Membrane culture of bone marrow stromal cells yields better tissue than pellet culture for engineering cartilage-bone substitute biphasic constructs in a two-step process.

Our long-term goal is to treat osteochondral lesions with bioengineered biphasic constructs. We have previously demonstrated that biphasic constructs, created in vitro with primary chondrocytes harvested from healthy joints and a porous calcium polyphosphate (CPP) substrate bone substitute, could successfully repair a focal defect in sheep joints. However, primary chondrocytes are limited in supply and cannot be used in engineering constructs large enough for clinical use.
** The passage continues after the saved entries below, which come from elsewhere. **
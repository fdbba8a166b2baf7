//! Job configuration

use crate::{CertificateError, InputKind, Result};
use pdf_core::FontSpec;
use serde::{Deserialize, Serialize};
use std::path::{Path, PathBuf};

pub const DEFAULT_OUTPUT_DIR: &str = "certificates_output";
pub const DEFAULT_PLACEHOLDER: &str = "NAME_PLACEHOLDER";
pub const DEFAULT_NAME_COLUMN: &str = "Name";
pub const DEFAULT_FONT: &str = "Times-Italic";
pub const DEFAULT_FONT_SIZE: f32 = 37.0;

/// What to do when a single row cannot be rendered
#[derive(Debug, Clone, Copy, Default, Serialize, Deserialize, PartialEq, Eq)]
#[serde(rename_all = "lowercase")]
pub enum RowFailurePolicy {
    /// Stop the batch at the first failing row
    #[default]
    Abort,
    /// Log the row and continue with the rest
    Skip,
}

/// Font used for the recipient's name
#[derive(Debug, Clone, Serialize, Deserialize, PartialEq)]
#[serde(deny_unknown_fields)]
pub struct TextStyle {
    #[serde(default = "default_font")]
    pub font: String,
    #[serde(default = "default_font_size")]
    pub size: f32,
}

impl Default for TextStyle {
    fn default() -> Self {
        Self {
            font: default_font(),
            size: default_font_size(),
        }
    }
}

impl TextStyle {
    /// Resolve to a concrete font, failing on unknown families
    pub fn font_spec(&self) -> Result<FontSpec> {
        Ok(FontSpec::new(&self.font, self.size)?)
    }
}

/// A certificate batch job
///
/// Only `template` and `data` are required in JSON; everything else falls
/// back to the defaults above.
#[derive(Debug, Clone, Serialize, Deserialize, PartialEq)]
#[serde(rename_all = "camelCase", deny_unknown_fields)]
pub struct JobConfig {
    /// Single-page PDF containing the placeholder
    pub template: PathBuf,

    /// Spreadsheet or CSV file with one recipient per row
    pub data: PathBuf,

    #[serde(default = "default_output_dir")]
    pub output_dir: PathBuf,

    #[serde(default = "default_placeholder")]
    pub placeholder: String,

    #[serde(default = "default_name_column")]
    pub name_column: String,

    #[serde(default)]
    pub style: TextStyle,

    /// Size of the worker pool; 1 renders sequentially
    #[serde(default = "default_workers")]
    pub workers: usize,

    #[serde(default)]
    pub on_row_error: RowFailurePolicy,
}

impl JobConfig {
    /// Job with default settings for the given inputs
    pub fn new(template: impl Into<PathBuf>, data: impl Into<PathBuf>) -> Self {
        Self {
            template: template.into(),
            data: data.into(),
            output_dir: default_output_dir(),
            placeholder: default_placeholder(),
            name_column: default_name_column(),
            style: TextStyle::default(),
            workers: default_workers(),
            on_row_error: RowFailurePolicy::default(),
        }
    }

    /// Parse a job from JSON
    pub fn from_json(json: &str) -> Result<Self> {
        let config: Self =
            serde_json::from_str(json).map_err(|e| CertificateError::Config(e.to_string()))?;
        config.validate()?;
        Ok(config)
    }

    /// Load a job file
    pub fn from_file<P: AsRef<Path>>(path: P) -> Result<Self> {
        let path = path.as_ref();
        if !path.is_file() {
            return Err(CertificateError::InputNotFound {
                kind: InputKind::Config,
                path: path.to_path_buf(),
            });
        }
        let json = std::fs::read_to_string(path)?;
        Self::from_json(&json)
    }

    /// Check settings that serde cannot express
    pub fn validate(&self) -> Result<()> {
        if self.placeholder.is_empty() {
            return Err(CertificateError::Config(
                "placeholder must not be empty".to_string(),
            ));
        }
        if self.name_column.is_empty() {
            return Err(CertificateError::Config(
                "nameColumn must not be empty".to_string(),
            ));
        }
        if self.workers == 0 {
            return Err(CertificateError::Config(
                "workers must be at least 1".to_string(),
            ));
        }
        Ok(())
    }
}

fn default_output_dir() -> PathBuf {
    PathBuf::from(DEFAULT_OUTPUT_DIR)
}

fn default_placeholder() -> String {
    DEFAULT_PLACEHOLDER.to_string()
}

fn default_name_column() -> String {
    DEFAULT_NAME_COLUMN.to_string()
}

fn default_font() -> String {
    DEFAULT_FONT.to_string()
}

fn default_font_size() -> f32 {
    DEFAULT_FONT_SIZE
}

fn default_workers() -> usize {
    1
}

#[cfg(test)]
mod tests {
    use super::*;
    use pretty_assertions::assert_eq;

    #[test]
    fn test_minimal_config() {
        let config =
            JobConfig::from_json(r#"{ "template": "template.pdf", "data": "names.xlsx" }"#)
                .unwrap();

        assert_eq!(config, JobConfig::new("template.pdf", "names.xlsx"));
        assert_eq!(config.output_dir, PathBuf::from("certificates_output"));
        assert_eq!(config.placeholder, "NAME_PLACEHOLDER");
        assert_eq!(config.name_column, "Name");
        assert_eq!(config.style, TextStyle::default());
        assert_eq!(config.workers, 1);
        assert_eq!(config.on_row_error, RowFailurePolicy::Abort);
    }

    #[test]
    fn test_full_config() {
        let config = JobConfig::from_json(
            r#"{
                "template": "cert.pdf",
                "data": "people.csv",
                "outputDir": "out",
                "placeholder": "{{NAME}}",
                "nameColumn": "Full Name",
                "style": { "font": "tiit", "size": 30 },
                "workers": 4,
                "onRowError": "skip"
            }"#,
        )
        .unwrap();

        assert_eq!(config.output_dir, PathBuf::from("out"));
        assert_eq!(config.placeholder, "{{NAME}}");
        assert_eq!(config.name_column, "Full Name");
        assert_eq!(config.style.size, 30.0);
        assert_eq!(config.workers, 4);
        assert_eq!(config.on_row_error, RowFailurePolicy::Skip);
        assert_eq!(config.style.font_spec().unwrap().size(), 30.0);
    }

    #[test]
    fn test_missing_required_field() {
        let err = JobConfig::from_json(r#"{ "template": "template.pdf" }"#).unwrap_err();
        assert!(matches!(
            err,
            CertificateError::Config(msg) if msg.contains("data")
        ));
    }

    #[test]
    fn test_unknown_field_rejected() {
        let err = JobConfig::from_json(
            r#"{ "template": "t.pdf", "data": "d.csv", "outputFolder": "x" }"#,
        )
        .unwrap_err();
        assert!(matches!(err, CertificateError::Config(_)));
    }

    #[test]
    fn test_zero_workers_rejected() {
        let err = JobConfig::from_json(r#"{ "template": "t.pdf", "data": "d.csv", "workers": 0 }"#)
            .unwrap_err();
        assert!(matches!(err, CertificateError::Config(_)));
    }

    #[test]
    fn test_unknown_font_family() {
        let style = TextStyle {
            font: "Comic Sans".to_string(),
            size: 37.0,
        };
        let err = style.font_spec().unwrap_err();
        assert!(matches!(
            err,
            CertificateError::Pdf(pdf_core::PdfError::FontResolution(_))
        ));
    }

    #[test]
    fn test_missing_config_file() {
        let err = JobConfig::from_file("does/not/exist.json").unwrap_err();
        assert!(matches!(
            err,
            CertificateError::InputNotFound {
                kind: InputKind::Config,
                ..
            }
        ));
    }
}
/// Group characters into contiguous runs
fn group_runs(chars: &[TextChar]) -> Vec<Vec<RunChar>> {
    let mut runs = Vec::new();
    let mut current: Vec<RunChar> = Vec::new();
    let mut prev: Option<&TextChar> = None;

    for c in chars {
        if let Some(p) = prev {
            let size = p.size.max(c.size);
            let same_baseline = (c.origin.y - p.origin.y).abs() <= size * 0.5;
            let gap = c.bbox.x0 - p.bbox.x1;

            if !same_baseline || gap < -size * 0.5 {
                runs.push(std::mem::take(&mut current));
            } else if gap > size * 0.25 && !p.ch.is_whitespace() && !c.ch.is_whitespace() {
                current.push(RunChar {
                    ch: ' ',
                    bbox: Rect::new(
                        p.bbox.x1,
                        p.bbox.y0.min(c.bbox.y0),
                        c.bbox.x0,
                        p.bbox.y1.max(c.bbox.y1),
                    ),
                });
            }
        }

        current.push(RunChar {
            ch: c.ch,
            bbox: c.bbox,
        });
        prev = Some(c);
    }

    if !current.is_empty() {
        runs.push(current);
    }

    runs
}

/// Find every non-overlapping occurrence of `needle`, in content order
pub(crate) fn search(chars: &[TextChar], needle: &str) -> Vec<Rect> {
    let needle: Vec<char> = needle.chars().collect();
    if needle.is_empty() {
        return Vec::new();
    }

    let mut matches = Vec::new();
    for run in group_runs(chars) {
        let mut i = 0;
        while i + needle.len() <= run.len() {
            let window = &run[i..i + needle.len()];
            if window.iter().map(|c| c.ch).eq(needle.iter().copied()) {
                let bbox = window[1..]
                    .iter()
                    .fold(window[0].bbox, |acc, c| acc.union(&c.bbox));
                matches.push(bbox);
                i += needle.len();
            } else {
                i += 1;
            }
        }
    }

    matches
}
Thus, we developed a robust protocol to predifferentiate sheep bone marrow-derived stromal cells to chondrocytes on collagen-coated polytetrafluoroethane membrane inserts, and harvest the chondrocytes that develop and subsequently culturing these predifferentiated cells scaffold-free on the intended articulation surface of the CPP. Chondrocytes predifferentiated on membrane culture accumulated similar matrix as those in conventional pellet culture, but expressed less Col1a1 RNA. Membrane culture predifferentiated cells gave rise to a functionally superior hyaline cartilage tissue compared to pellet culture predifferentiated cells. Studies demonstrated that 2 weeks of membrane predifferentiation culture followed by 8 weeks of biphasic construct culture was the optimal culture period at which the compressive mechanical strength and the accumulation of extracellular matrix were maximized while avoiding tissue mineralization. This protocol will be used to generate implants for preclinical study to determine their ability to repair osteochondral lesions.